Bahrain: Porsche mit schnellster Zeit im Abschlusstraining

Porsche 919 Hybrid #17, 6 Stunden von Bahrain 2015 © Porsche

Beim WEC-Finale in Bahrain bahnt sich ein spannendes Duell zwischen Porsche und Audi an. Brendon Hartley fuhr das in der Fahrer-WM führende Fahrzeug mit der Startnummer #17 mit einer Rundenzeit von 1:40.917 Minuten auf die erste Position. Dahinter folgt das Schwester-
auto von Jani/Lieb/Dumas (+1.153 Sekunden). Mit 2.149 (#7) beziehungsweise 2.865 Sekunden Abstand (#8) folgen die beiden Audi R18 e-tron quattro. Der große Abstand hat aber nicht viel zu bedeuten, da die Teams weiter an ihrem Setup für das Rennen arbeiteten, die Strecken-
bedingungen schlecht waren und auch keine Longruns gefahren wurden. Auf dem vierten und fünften Platz folgen die beiden Prototypen von Toyota. In der privaten LMP1-Wertung setzte sich erstmals das Team ByKolles an die Spitze. Pierre Kaffer fuhr die schnellste Zeit der Trainingssession (1:48.696 Minuten). Mit einem Abstand von 0.539 (#12) beziehungsweise 0,629 Sekunden (#13) folgen die beiden Rebellion R-One von Rebellion Racing.

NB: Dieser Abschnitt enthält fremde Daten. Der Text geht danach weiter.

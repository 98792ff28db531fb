use guess_types::{Notification, NotificationId};
use std::time::Instant;

#[derive(Debug, Clone)]
struct QueuedNotification {
    notification: Notification,
    expires_at: Instant,
}

/// Live result announcements, newest first. Each entry expires on its own
/// deadline; there is no cap on how many are visible at once.
#[derive(Debug, Default)]
pub struct NotificationQueue {
    entries: Vec<QueuedNotification>,
}

impl NotificationQueue {
    pub fn new() -> Self {
        Self {
            entries: Vec::new(),
        }
    }

    pub fn push(&mut self, notification: Notification, expires_at: Instant) {
        self.entries.insert(
            0,
            QueuedNotification {
                notification,
                expires_at,
            },
        );
    }

    /// Removes the notification if it is still live. Removing an unknown or
    /// already removed id is a no-op.
    pub fn dismiss(&mut self, id: NotificationId) -> bool {
        let before = self.entries.len();
        self.entries.retain(|queued| queued.notification.id != id);
        self.entries.len() != before
    }

    /// Sweeps every notification whose deadline has passed and returns their ids.
    pub fn expire_due(&mut self, now: Instant) -> Vec<NotificationId> {
        let mut expired = Vec::new();
        self.entries.retain(|queued| {
            if queued.expires_at <= now {
                expired.push(queued.notification.id);
                false
            } else {
                true
            }
        });
        expired
    }

    pub fn contains(&self, id: NotificationId) -> bool {
        self.entries.iter().any(|queued| queued.notification.id == id)
    }

    pub fn expires_at(&self, id: NotificationId) -> Option<Instant> {
        self.entries
            .iter()
            .find(|queued| queued.notification.id == id)
            .map(|queued| queued.expires_at)
    }

    /// Notification at a 1-based position in the visible stack.
    pub fn get_by_position(&self, position: usize) -> Option<&Notification> {
        position
            .checked_sub(1)
            .and_then(|index| self.entries.get(index))
            .map(|queued| &queued.notification)
    }

    pub fn snapshot(&self) -> Vec<Notification> {
        self.entries
            .iter()
            .map(|queued| queued.notification.clone())
            .collect()
    }

    pub fn len(&self) -> usize {
        self.entries.len()
    }

    pub fn is_empty(&self) -> bool {
        self.entries.is_empty()
    }
}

In der LMP2-Klasse konnte sich, wie bereits im ersten Training, Signatech Alpine an die Spitze setzen. Knapp dahinter liegt der Oreca 05 von KCMG (0,453 Sekunden). Das in der Meisterschaft führende Fahrzeug von Rusinov/Canal/Bird lag im dritten Training auf der dritten Position. Gaststarter AF Racing wurde Letzter, zeigte aber gestern mit einem fünften und sechsten Platz auf Anhieb gute Leistungen.

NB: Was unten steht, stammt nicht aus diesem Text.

use anyhow::Result;
use signal_extractor::extraction::ErrorKind;
use signal_extractor::feed;
use signal_extractor::pipeline;
use signal_extractor::storage::{CsvSignalWriter, JsonlFailureLog};
use signal_extractor::SignalExtractor;
use std::io::Cursor;
use std::sync::Arc;

#[cfg(test)]
mod pipeline_tests {
    use super::*;

    const FEED: &str = r#"{"message_id": 101, "channel_id": "nickalphatrader", "posted_at": "2026-01-15T09:30:00Z", "text": "GOLD SELL\nGold sell now @4746.50-4750.50\nsl: 4752.50\ntp1: 4730\ntp2: 4720"}
{"message_id": 102, "channel_id": "garygoldlegacy", "posted_at": "2026-01-15T09:31:00Z", "text": "GARY GOLD LEGACY\nGold Buy Now @ 4930-4925\nsl:4922\ntp1:4935\ntp2:4940"}
{"message_id": 103, "channel_id": "nickalphatrader", "posted_at": "2026-01-15T09:32:00Z", "text": "Good morning traders! Remember to manage your risk today!"}
{"message_id": 104, "channel_id": "nickalphatrader", "posted_at": "2026-01-15T09:33:00Z", "text": "Gold sell now @4740\nsl: 4750\ntp1: 4760"}
not a message
{"message_id": 105, "channel_id": "garygoldlegacy", "posted_at": "2026-01-15T09:34:00Z", "text": "Gold buy now @4740"}
"#;

    #[tokio::test]
    async fn test_feed_to_files() -> Result<()> {
        let dir = tempfile::tempdir()?;
        let csv_path = dir.path().join("out/signals.csv");
        let log_path = dir.path().join("out/errors.jsonl");

        let messages = feed::read_messages(Cursor::new(FEED))?;
        assert_eq!(messages.len(), 5);

        let extractor = Arc::new(SignalExtractor::new()?);
        let mut signals = CsvSignalWriter::new(&csv_path)?;
        let mut failures = JsonlFailureLog::new(&log_path)?;

        let stats =
            pipeline::run_messages(extractor, messages, 4, &mut signals, &mut failures).await?;

        assert_eq!(stats.received, 5);
        assert_eq!(stats.filtered, 1);
        assert_eq!(stats.accepted, 2);
        assert_eq!(stats.rejected.get(&ErrorKind::PriceLogicViolation), Some(&1));
        assert_eq!(
            stats.rejected.get(&ErrorKind::ConfidenceBelowThreshold),
            Some(&1)
        );

        assert_eq!(signals.signal_count()?, 2);
        assert_eq!(failures.failure_count()?, 2);

        let mut reader = csv::Reader::from_path(&csv_path)?;
        let ids: Vec<String> = reader
            .records()
            .map(|record| record.map(|r| r[0].to_string()))
            .collect::<Result<_, _>>()?;
        assert_eq!(ids, vec!["101", "102"]);

        let logged = failures.read_failures()?;
        assert_eq!(logged[0].message_id, 104);
        assert_eq!(logged[1].message_id, 105);
        assert_eq!(logged[1].raw_text, "Gold buy now @4740");
        Ok(())
    }

    #[tokio::test]
    async fn test_second_run_appends() -> Result<()> {
        let dir = tempfile::tempdir()?;
        let csv_path = dir.path().join("signals.csv");
        let extractor = Arc::new(SignalExtractor::new()?);

        for _ in 0..2 {
            let messages = feed::read_messages(Cursor::new(FEED))?;
            let mut signals = CsvSignalWriter::new(&csv_path)?;
            let mut failures = JsonlFailureLog::new(dir.path().join("errors.jsonl"))?;
            pipeline::run_messages(
                Arc::clone(&extractor),
                messages,
                2,
                &mut signals,
                &mut failures,
            )
            .await?;
        }

        assert_eq!(CsvSignalWriter::new(&csv_path)?.signal_count()?, 4);
        Ok(())
    }
}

In der LMGTE-Pro Klasse führen die drei Aston Martin Vantage V8 das Feld geschlossen an. Richie Stanaway fuhr im Wagen mit der Nummer #99 die Bestzeit (1:59.932 Minuten). Auf dem zweiten Platz folgt der Wagen von Turner/Adam, welcher als einziger Wagen neben dem von Stanaway unter der 2-Minuten-Marke blieb. Auf dem dritten Platz liegt das Fahrzeug von Nygaard/Sörensen/Thiim. Auch in der LMGTE Am-Klasse liegt Aston Martin an der Spitze. Dieses Mal ist es der Wagen von Castellacci/Hall/Goethe und nicht, wie noch im ersten Training, der Wagen von Dalla Lana/Lamy/Lauda. Stuart Hall brannte in seiner siebten Runde eine Zeit von 2:01.081 Minuten in den Asphalt. Dahinter folgten die beiden Ferrari 458 Italia von SMP Racing (+0.290 Sekunden) und AF Corse (+0.409 Sekunden).